Silvercorp Metals Inc. says it's teaming with another Chinese company targeted by short-sellers' allegations of wrongdoing to try to force the anonymous accusers to come forward.
Rui Feng, chief executive officer of TSX-listed Silvercorp, said Tuesday his company's lawyers are working with those at Nasdaq-listed Deer Consumer Products, which has launched legal action against research firm Alfred Little.
Alfred Little is behind one of two sets of allegations that Vancouver-based Silvercorp, a miner with operations in China, had inflated its earnings.
"Our lawyers are now working with Deer's lawyers to launch a lawsuit together to subpoena these people behind the scenes," Mr. Feng told investors at the Denver Gold Show in Colorado Springs on Tuesday.
Deer, which makes household consumer products in China, was granted a motion by the New York Supreme Court last month to serve Alfred Little with a summons and complaint.
The company filed a lawsuit against short sellers and some bloggers in March, including Alfred Little, alleging "an orchestrated scheme to manipulate and depress" its stock.
Alfred Little alleged in a report that Deer's management failed to disclose millions in rebates it received from a purchase of land use rights. Deer denies the allegations, which it says are based on fabricated information and credited to sources with false identities.
On Friday, Deer released another statement claiming Alfred Little offered to issue retractions of various articles "in exchange for Deer dropping its ongoing subpoena and discovery efforts in the Superior Court of the State of New York." Deer said it refused to compromise.

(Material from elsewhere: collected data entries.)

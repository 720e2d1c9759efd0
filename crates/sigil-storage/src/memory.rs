//! In-memory account store.

use async_trait::async_trait;
use parking_lot::RwLock;
use sigil_auth::{AccountStore, App, StoreError, User};
use std::collections::HashMap;
use std::sync::atomic::{AtomicI64, Ordering};

/// Thread-safe in-memory store for user and app records.
#[derive(Debug, Default)]
pub struct MemoryAccountStore {
    /// Next user id to assign.
    next_user_id: AtomicI64,

    /// Users by id.
    users: RwLock<HashMap<i64, User>>,

    /// Email to user id mapping. Emails are compared byte-exact.
    email_index: RwLock<HashMap<String, i64>>,

    /// Apps by id.
    apps: RwLock<HashMap<i64, App>>,
}

impl MemoryAccountStore {
    /// Creates a new empty store.
    pub fn new() -> Self {
        Self::default()
    }

    /// Inserts or replaces an app record.
    ///
    /// Apps are pre-provisioned at bootstrap; the engine only reads them.
    pub fn provision_app(&self, app: App) {
        tracing::debug!(app_id = app.id, app_name = %app.name, "provisioning app");
        self.apps.write().insert(app.id, app);
    }

    /// Returns the number of registered users.
    pub fn user_count(&self) -> usize {
        self.users.read().len()
    }

    /// Returns the number of provisioned apps.
    pub fn app_count(&self) -> usize {
        self.apps.read().len()
    }
}

#[async_trait]
impl AccountStore for MemoryAccountStore {
    async fn save_user(&self, email: &str, password_hash: &str) -> Result<i64, StoreError> {
        // The index guard is held across both inserts so a conflicting
        // registration can never observe partial state.
        let mut email_index = self.email_index.write();

        if email_index.contains_key(email) {
            return Err(StoreError::UserExists);
        }

        let id = self.next_user_id.fetch_add(1, Ordering::SeqCst) + 1;
        let user = User {
            id,
            email: email.to_owned(),
            password_hash: password_hash.to_owned(),
        };

        self.users.write().insert(id, user);
        email_index.insert(email.to_owned(), id);

        Ok(id)
    }

    async fn user_by_email(&self, email: &str) -> Result<User, StoreError> {
        let id = *self
            .email_index
            .read()
            .get(email)
            .ok_or(StoreError::UserNotFound)?;

        self.users
            .read()
            .get(&id)
            .cloned()
            .ok_or(StoreError::UserNotFound)
    }

    async fn app_by_id(&self, id: i64) -> Result<App, StoreError> {
        self.apps
            .read()
            .get(&id)
            .cloned()
            .ok_or(StoreError::AppNotFound)
    }
}

#[cfg(test)]
mod tests {
    use super::*;

    #[tokio::test]
    async fn save_user_assigns_sequential_ids() {
        let store = MemoryAccountStore::new();
        assert_eq!(store.save_user("a@x.com", "hash-a").await.unwrap(), 1);
        assert_eq!(store.save_user("b@x.com", "hash-b").await.unwrap(), 2);
        assert_eq!(store.user_count(), 2);
    }

    #[tokio::test]
    async fn duplicate_email_conflicts_without_partial_state() {
        let store = MemoryAccountStore::new();
        store.save_user("a@x.com", "hash-a").await.unwrap();

        let err = store.save_user("a@x.com", "hash-b").await.unwrap_err();
        assert!(matches!(err, StoreError::UserExists));
        assert_eq!(store.user_count(), 1);

        // The original record is untouched.
        let user = store.user_by_email("a@x.com").await.unwrap();
        assert_eq!(user.password_hash, "hash-a");
    }

    #[tokio::test]
    async fn emails_are_compared_byte_exact() {
        let store = MemoryAccountStore::new();
        store.save_user("a@x.com", "hash-a").await.unwrap();

        let err = store.user_by_email("A@X.COM").await.unwrap_err();
        assert!(matches!(err, StoreError::UserNotFound));
    }

    #[tokio::test]
    async fn unknown_lookups_report_not_found() {
        let store = MemoryAccountStore::new();

        let err = store.user_by_email("nobody@x.com").await.unwrap_err();
        assert!(matches!(err, StoreError::UserNotFound));

        let err = store.app_by_id(99).await.unwrap_err();
        assert!(matches!(err, StoreError::AppNotFound));
    }

    #[tokio::test]
    async fn provisioning_replaces_an_existing_app() {
        let store = MemoryAccountStore::new();
        store.provision_app(App {
            id: 1,
            name: "web".into(),
            secret: "old".into(),
        });
        store.provision_app(App {
            id: 1,
            name: "web".into(),
            secret: "new".into(),
        });

        let app = store.app_by_id(1).await.unwrap();
        assert_eq!(app.secret, "new");
        assert_eq!(store.app_count(), 1);
    }
}
mod follow;
mod profile;

use axum::{
    Router,
    routing::{get, post},
};

use crate::AppState;

pub fn router() -> Router<AppState> {
    Router::new()
        .route("/follow/{id}", post(follow::toggle_follow))
        .route("/profile/{username}", get(profile::profile))
}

"As far as SVM [Silvercorp]joining Deer we do not comment on frivolous lawsuits," Simon Moore, managing editor of the Alfred Little website, told The Globe and Mail in an e-mail on Tuesday.
Silvercorp is also looking at launching its own legal action against its accusers. It has dismissed the allegations in Alfred Little's reports, as well as those in a second set of anonymous allegations, as "baseless and designed to be manipulative."
Mr. Feng has also vowed to fight back against the anonymous investors he says are "promoting a distorted form of discrimination" against companies operating in China, and called on regulators in the United States and Canada to improve regulations to protect companies from so-called "short and distort schemes."
Meanwhile, Alfred Little stands by its reports, which were commissioned by anonymous short sellers.